Наконец финальным дуэтом-фальцетом:

тебе мои А что дети?! мне твои

Сначала медленно, затем все быстрее входит в дневной ритмический ток, речной поток. К живой жизни возвращает окончательно трезвон будильника; тогда, лениво вывалившись из серого войлочного кокона-одеяла, он обретает наконец имя – Анатолий Батищев, слесарь на автомеханическом заводе имени Арнольда Шварценеггера.

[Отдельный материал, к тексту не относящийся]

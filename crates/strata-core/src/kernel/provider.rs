use std::fmt::Debug;
use std::sync::Arc;
use std::time::Duration;

use async_trait::async_trait;
use tokio::time::Instant;

use crate::container::Container;
use crate::kernel::error::Result;
use crate::kernel::phase::{CancelSignal, Phase};
use crate::kernel::settings::KernelSettings;
use crate::storage::cache::ConfigCache;

/// Named component driven through the four provider hooks.
///
/// Hooks run one provider at a time, in registration order. An `Err` from
/// `init`, `register` or `start` aborts startup at that provider; an `Err`
/// from `close` is logged and the remaining providers still close.
#[async_trait]
pub trait ServiceProvider: Send + Sync + Debug {
    /// Name used in log lines and errors
    fn name(&self) -> &str;

    async fn init(&self, _ctx: &HookContext) -> Result<()> {
        Ok(())
    }

    /// Bind this provider's services. Runs once every provider has initialized.
    fn register(&self, container: &Container) -> Result<()>;

    async fn start(&self, _ctx: &HookContext) -> Result<()> {
        Ok(())
    }

    /// Release whatever the provider constructed.
    async fn close(&self, _ctx: &HookContext) -> Result<()> {
        Ok(())
    }
}

/// What a provider hook gets to see.
#[derive(Debug, Clone)]
pub struct HookContext {
    phase: Phase,
    container: Arc<Container>,
    configs: Arc<ConfigCache>,
    settings: Arc<KernelSettings>,
    cancel: CancelSignal,
    deadline: Option<Instant>,
}

impl HookContext {
    pub(crate) fn new(
        phase: Phase,
        container: Arc<Container>,
        configs: Arc<ConfigCache>,
        settings: Arc<KernelSettings>,
        cancel: CancelSignal,
        deadline: Option<Instant>,
    ) -> Self {
        Self { phase, container, configs, settings, cancel, deadline }
    }

    pub fn phase(&self) -> Phase {
        self.phase
    }

    pub fn container(&self) -> &Arc<Container> {
        &self.container
    }

    pub fn configs(&self) -> &Arc<ConfigCache> {
        &self.configs
    }

    pub fn settings(&self) -> &KernelSettings {
        &self.settings
    }

    /// Startup cancellation. Close hooks see it too but are never interrupted by it.
    pub fn cancel_signal(&self) -> &CancelSignal {
        &self.cancel
    }

    pub fn is_cancelled(&self) -> bool {
        self.cancel.is_cancelled()
    }

    /// Instant at which the hook is abandoned, if a phase timeout is set.
    pub fn deadline(&self) -> Option<Instant> {
        self.deadline
    }

    /// Time left before the deadline; zero once it has passed.
    pub fn remaining(&self) -> Option<Duration> {
        self.deadline.map(|deadline| deadline.saturating_duration_since(Instant::now()))
    }
}
use std::path::Path;

use serde::{Deserialize, Serialize};

use crate::kernel::error::{Error, Result};
use crate::storage::config::{ConfigData, ConfigFormat};
use crate::storage::error::StorageSystemError;

#[derive(Debug, Default, PartialEq, Serialize, Deserialize)]
struct Display {
    width: u32,
    height: u32,
    fullscreen: bool,
}

#[test]
fn test_config_data_basic() -> Result<()> {
    let mut config = ConfigData::new();

    config.set("string_value", "hello")?;
    config.set("int_value", 42)?;
    config.set("bool_value", true)?;
    config.set("array", vec![1, 2, 3])?;

    assert_eq!(config.get::<String>("string_value").unwrap(), "hello");
    assert_eq!(config.get::<i32>("int_value").unwrap(), 42);
    assert!(config.get::<bool>("bool_value").unwrap());
    assert_eq!(config.get::<Vec<i32>>("array").unwrap(), vec![1, 2, 3]);

    // Wrong type or missing key fall back to the default
    assert_eq!(config.get_or("missing_key", "default".to_string()), "default");
    assert_eq!(config.get_or("string_value", 0u8), 0);

    let removed = config.remove("int_value");
    assert!(removed.is_some());
    assert!(!config.contains_key("int_value"));

    let keys = config.keys();
    assert!(keys.contains(&"string_value".to_string()));
    assert!(!keys.contains(&"int_value".to_string()));
    Ok(())
}

#[test]
fn test_config_data_merge_overrides() -> Result<()> {
    let mut base = ConfigData::new();
    base.set("volume", 3)?;
    base.set("language", "en")?;

    let mut overrides = ConfigData::new();
    overrides.set("volume", 7)?;

    base.merge(&overrides);
    assert_eq!(base.get::<i32>("volume"), Some(7));
    assert_eq!(base.get::<String>("language").as_deref(), Some("en"));
    Ok(())
}

#[test]
fn test_format_from_path() {
    assert_eq!(ConfigFormat::from_path(Path::new("a/b.json")), Some(ConfigFormat::Json));
    assert_eq!(ConfigFormat::from_path(Path::new("a/b.JSON")), Some(ConfigFormat::Json));
    assert_eq!(ConfigFormat::from_path(Path::new("a/b.asset")), None);
    assert_eq!(ConfigFormat::from_path(Path::new("a/b")), None);
    #[cfg(feature = "yaml-config")]
    assert_eq!(ConfigFormat::from_path(Path::new("b.yml")), Some(ConfigFormat::Yaml));
    #[cfg(feature = "toml-config")]
    assert_eq!(ConfigFormat::from_path(Path::new("b.toml")), Some(ConfigFormat::Toml));
}

#[test]
fn test_encode_decode_typed_config() -> Result<()> {
    let display = Display { width: 1920, height: 1080, fullscreen: true };

    for format in ConfigFormat::all() {
        let text = format.encode(&display)?;
        let decoded: Display = format.decode(&text)?;
        assert_eq!(decoded, display, "format {:?}", format);
    }
    Ok(())
}

#[test]
fn test_decode_malformed_reports_format() {
    let err = ConfigFormat::Json.decode::<Display>("{ not json").unwrap_err();
    match err {
        Error::StorageSystem(StorageSystemError::DeserializationError { format, .. }) => {
            assert_eq!(format, "json");
        }
        other => panic!("Expected a deserialization error, got {:?}", other),
    }
}

#[test]
#[cfg(feature = "toml-config")]
fn test_config_data_from_toml() -> Result<()> {
    let config: ConfigData = ConfigFormat::Toml.decode("app_name = \"Test App TOML\"\nmax_connections = 15\n")?;

    assert_eq!(config.get::<String>("app_name").unwrap(), "Test App TOML");
    assert_eq!(config.get::<i32>("max_connections").unwrap(), 15);
    Ok(())
}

Воскреснув и сбросив пелену, спешит размусолить во рту первую сигарету – последнюю из сплющенной пачки, где плоский на плоском горный пик и двухмерный альпинист – победитель притяжения плоской земли берет плоский Памир…

– Катастрофа! – сминает пустую пачку.

Карающей десницей бога изломалась двухмерность, летят в тартарары горные пики, прахом в прах – под диван, где уж давно и недежно погребены им подобные.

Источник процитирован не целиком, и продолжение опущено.